Out of fear, I made choices that led me to subjugate myself to nearly a decade of a toxic waste zone of infidelity, chronic lies, gaslighting, and manipulation.
As the old adage goes, it all comes out in the wash — and it did. My vice of drinking wine was always in the open. His were more nefarious, at strip clubs and hidden behind closed hotel doors. And as the decade of receipts stacked higher, the pattern became clear: this wasn’t new. He had indulged the same way throughout his first marriage, too. With money, being the ultimate drug.
His work trips were his freedom card. Every departure was a ticket out of the life we shared, a hall pass to indulgence behind those closed doors.
Except for Thursdays. But we had the girls every Thursday- I thought to myself. The receipts were clear. Those Thursday hotel visits were here in town, during the day.
The gaslighting over the years—“you’re paranoid, crazy, connecting dots that aren’t there”—was so convincing that it pushed me straight into outpatient therapy, determined to stop doubting my own mind and somehow save the marriage. But those dots, were red flags.
The escort site and pornography I found on his phone early on were dismissed with, “you’re imagining things… I am not a sexual deviant. I think you might have borderline personality disorder.” My best friend’s boudoir photos—sent from my own iPad to his phone—were twisted into “you must have accidentally sent them, so I laughed it off and sent them to a friend, joking about how ridiculous she looked.” I had been conditioned to question my instincts at every turn.

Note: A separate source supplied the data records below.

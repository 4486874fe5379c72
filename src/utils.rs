// Copyright (c) 2025 Soumyadip Sarkar.
// All rights reserved.
//
// This source code is licensed under the license found in the
// LICENSE file in the root directory of this source tree.

use crate::ledger::gold::Lot;
use crate::models::{Account, AccountType, GoldType};
use anyhow::{Context, Result};
use chrono::{DateTime, NaiveDate, Utc};
use comfy_table::{presets::UTF8_FULL, Cell, Table};
use rusqlite::{params, Connection, OptionalExtension, Row};
use rust_decimal::Decimal;
use std::collections::BTreeMap;
use std::str::FromStr;

const UA: &str = concat!(
    "paraclip/",
    env!("CARGO_PKG_VERSION"),
    " (+https://github.com/alphavelocity/paraclip)"
);

pub fn http_client() -> Result<reqwest::blocking::Client> {
    let c = reqwest::blocking::Client::builder()
        .timeout(std::time::Duration::from_secs(15))
        .user_agent(UA)
        .build()?;
    Ok(c)
}

pub fn parse_date(s: &str) -> Result<NaiveDate> {
    NaiveDate::parse_from_str(s, "%Y-%m-%d")
        .with_context(|| format!("Invalid date '{}', expected YYYY-MM-DD", s))
}

pub fn parse_decimal(s: &str) -> Result<Decimal> {
    s.parse::<Decimal>()
        .with_context(|| format!("Invalid decimal '{}'", s))
}

pub fn fmt_money(d: &Decimal, ccy: &str) -> String {
    format!("{} {}", d.round_dp(2), ccy)
}

pub fn pretty_table(headers: &[&str], rows: Vec<Vec<String>>) -> Table {
    let mut t = Table::new();
    t.load_preset(UTF8_FULL);
    t.set_header(headers.iter().map(|h| Cell::new(*h)));
    for r in rows {
        t.add_row(r.into_iter().map(Cell::new));
    }
    t
}

pub fn maybe_print_json<T: serde::Serialize>(
    json_flag: bool,
    jsonl_flag: bool,
    v: &T,
) -> Result<bool> {
    if json_flag {
        println!("{}", serde_json::to_string_pretty(v)?);
        return Ok(true);
    }
    if jsonl_flag {
        // If v is an array, stream each element; else stream single line
        let val = serde_json::to_value(v)?;
        if let Some(arr) = val.as_array() {
            for item in arr {
                println!("{}", serde_json::to_string(item)?);
            }
        } else {
            println!("{}", serde_json::to_string(&val)?);
        }
        return Ok(true);
    }
    Ok(false)
}

const ACCOUNT_COLS: &str = "id, name, type, currency, balance, is_active, include_in_total, \
     credit_limit, current_debt, statement_day, due_day, interest_rate, min_payment_rate";

type RawAccount = (
    i64,
    String,
    String,
    String,
    String,
    i64,
    i64,
    Option<String>,
    Option<String>,
    Option<i64>,
    Option<i64>,
    Option<String>,
    Option<String>,
);

fn raw_account(r: &Row<'_>) -> rusqlite::Result<RawAccount> {
    Ok((
        r.get(0)?,
        r.get(1)?,
        r.get(2)?,
        r.get(3)?,
        r.get(4)?,
        r.get(5)?,
        r.get(6)?,
        r.get(7)?,
        r.get(8)?,
        r.get(9)?,
        r.get(10)?,
        r.get(11)?,
        r.get(12)?,
    ))
}

/// Decodes a raw account row into a typed record, or fails. The rest of
/// the code never sees a partially-shaped account.
fn decode_account(raw: RawAccount) -> Result<Account> {
    let (
        id,
        name,
        type_s,
        currency,
        balance_s,
        is_active,
        include_in_total,
        limit_s,
        debt_s,
        statement_day,
        due_day,
        rate_s,
        min_rate_s,
    ) = raw;
    let kind = AccountType::from_str(&type_s)
        .with_context(|| format!("Account '{}' has an invalid type", name))?;
    let balance = Decimal::from_str_exact(&balance_s)
        .with_context(|| format!("Invalid stored balance '{}' for account {}", balance_s, name))?;
    let decode_opt = |field: &str, v: Option<String>| -> Result<Option<Decimal>> {
        v.map(|s| {
            Decimal::from_str_exact(&s)
                .with_context(|| format!("Invalid stored {} '{}' for account {}", field, s, name))
        })
        .transpose()
    };
    let credit_limit = decode_opt("credit_limit", limit_s)?.unwrap_or(Decimal::ZERO);
    let current_debt = decode_opt("current_debt", debt_s)?.unwrap_or(Decimal::ZERO);
    let interest_rate = decode_opt("interest_rate", rate_s)?;
    let min_payment_rate =
        decode_opt("min_payment_rate", min_rate_s)?.unwrap_or_else(|| Decimal::new(20, 2));
    Ok(Account {
        id,
        name,
        kind,
        currency,
        balance,
        is_active: is_active != 0,
        include_in_total: include_in_total != 0,
        credit_limit,
        current_debt,
        statement_day: statement_day.map(|d| d as u32),
        due_day: due_day.map(|d| d as u32),
        interest_rate,
        min_payment_rate,
    })
}

pub fn load_account(conn: &Connection, name: &str) -> Result<Account> {
    let sql = format!("SELECT {} FROM accounts WHERE name=?1", ACCOUNT_COLS);
    let raw = conn
        .query_row(&sql, params![name], raw_account)
        .optional()?
        .with_context(|| format!("Account '{}' not found", name))?;
    decode_account(raw)
}

pub fn load_account_by_id(conn: &Connection, id: i64) -> Result<Account> {
    let sql = format!("SELECT {} FROM accounts WHERE id=?1", ACCOUNT_COLS);
    let raw = conn
        .query_row(&sql, params![id], raw_account)
        .optional()?
        .with_context(|| format!("Account #{} not found", id))?;
    decode_account(raw)
}

pub fn list_accounts(conn: &Connection, include_inactive: bool) -> Result<Vec<Account>> {
    let sql = if include_inactive {
        format!("SELECT {} FROM accounts ORDER BY name", ACCOUNT_COLS)
    } else {
        format!(
            "SELECT {} FROM accounts WHERE is_active=1 ORDER BY name",
            ACCOUNT_COLS
        )
    };
    let mut stmt = conn.prepare(&sql)?;
    let rows = stmt.query_map([], raw_account)?;
    let mut out = Vec::new();
    for row in rows {
        out.push(decode_account(row?)?);
    }
    Ok(out)
}

/// Loads one gold type's lots oldest-first.
pub fn load_lots(conn: &Connection, account_id: i64, gold_type: GoldType) -> Result<Vec<Lot>> {
    let mut stmt = conn.prepare(
        "SELECT quantity, unit_price, purchased_at FROM gold_lots
         WHERE account_id=?1 AND gold_type=?2 ORDER BY purchased_at, id",
    )?;
    let rows = stmt.query_map(params![account_id, gold_type.as_str()], |r| {
        Ok((
            r.get::<_, String>(0)?,
            r.get::<_, String>(1)?,
            r.get::<_, String>(2)?,
        ))
    })?;
    let mut lots = Vec::new();
    for row in rows {
        let (qty_s, price_s, at_s) = row?;
        let quantity = Decimal::from_str_exact(&qty_s)
            .with_context(|| format!("Invalid stored lot quantity '{}'", qty_s))?;
        let unit_price = Decimal::from_str_exact(&price_s)
            .with_context(|| format!("Invalid stored lot price '{}'", price_s))?;
        let purchased_at = DateTime::parse_from_rfc3339(&at_s)
            .with_context(|| format!("Invalid lot timestamp '{}'", at_s))?
            .with_timezone(&Utc);
        lots.push(Lot {
            quantity,
            unit_price,
            purchased_at,
        });
    }
    Ok(lots)
}

pub fn load_all_lots(conn: &Connection, account_id: i64) -> Result<BTreeMap<GoldType, Vec<Lot>>> {
    let mut map = BTreeMap::new();
    for gt in GoldType::ALL {
        let lots = load_lots(conn, account_id, gt)?;
        if !lots.is_empty() {
            map.insert(gt, lots);
        }
    }
    Ok(map)
}

/// Replaces one gold type's lot rows with the surviving in-memory lots.
/// Callers run this inside a transaction alongside the rest of the sale.
pub fn replace_lots(
    conn: &Connection,
    account_id: i64,
    gold_type: GoldType,
    lots: &[Lot],
) -> Result<()> {
    conn.execute(
        "DELETE FROM gold_lots WHERE account_id=?1 AND gold_type=?2",
        params![account_id, gold_type.as_str()],
    )?;
    for lot in lots {
        conn.execute(
            "INSERT INTO gold_lots(account_id, gold_type, quantity, unit_price, purchased_at)
             VALUES (?1, ?2, ?3, ?4, ?5)",
            params![
                account_id,
                gold_type.as_str(),
                lot.quantity.to_string(),
                lot.unit_price.to_string(),
                lot.purchased_at.to_rfc3339()
            ],
        )?;
    }
    Ok(())
}

/// Latest stored market price for a gold type, if any snapshot exists.
pub fn latest_price(conn: &Connection, gold_type: GoldType) -> Result<Option<Decimal>> {
    let row: Option<String> = conn
        .query_row(
            "SELECT price FROM gold_prices WHERE gold_type=?1 ORDER BY as_of DESC, id DESC LIMIT 1",
            params![gold_type.as_str()],
            |r| r.get(0),
        )
        .optional()?;
    row.map(|s| {
        Decimal::from_str_exact(&s)
            .with_context(|| format!("Invalid stored price '{}' for {}", s, gold_type))
    })
    .transpose()
}

/// Mark-to-market value of a gold account across all its lots. Types with
/// no stored quote are valued at cost.
pub fn gold_account_value(conn: &Connection, account_id: i64) -> Result<Decimal> {
    let mut total = Decimal::ZERO;
    for (gt, lots) in load_all_lots(conn, account_id)? {
        let price = latest_price(conn, gt)?;
        for lot in &lots {
            total += lot.quantity * price.unwrap_or(lot.unit_price);
        }
    }
    Ok(total)
}

/// Rewrites a gold account's stored balance from its lots and the latest
/// quotes. Run after any lot or price change.
pub fn refresh_gold_balance(conn: &Connection, account_id: i64) -> Result<Decimal> {
    let value = gold_account_value(conn, account_id)?;
    conn.execute(
        "UPDATE accounts SET balance=?1 WHERE id=?2",
        params![value.to_string(), account_id],
    )?;
    Ok(value)
}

Throughout our entire marriage, I was trained to second-guess myself while he quietly did his own work. For the last two years, the top divorce attorney in Houston sat on retainer, methodically planning his escape, while I sat in therapy trying to hold together a life he had already decided to leave. —because having an opinion, following the money, or being anything other than a quiet, kept woman was apparently against the rules.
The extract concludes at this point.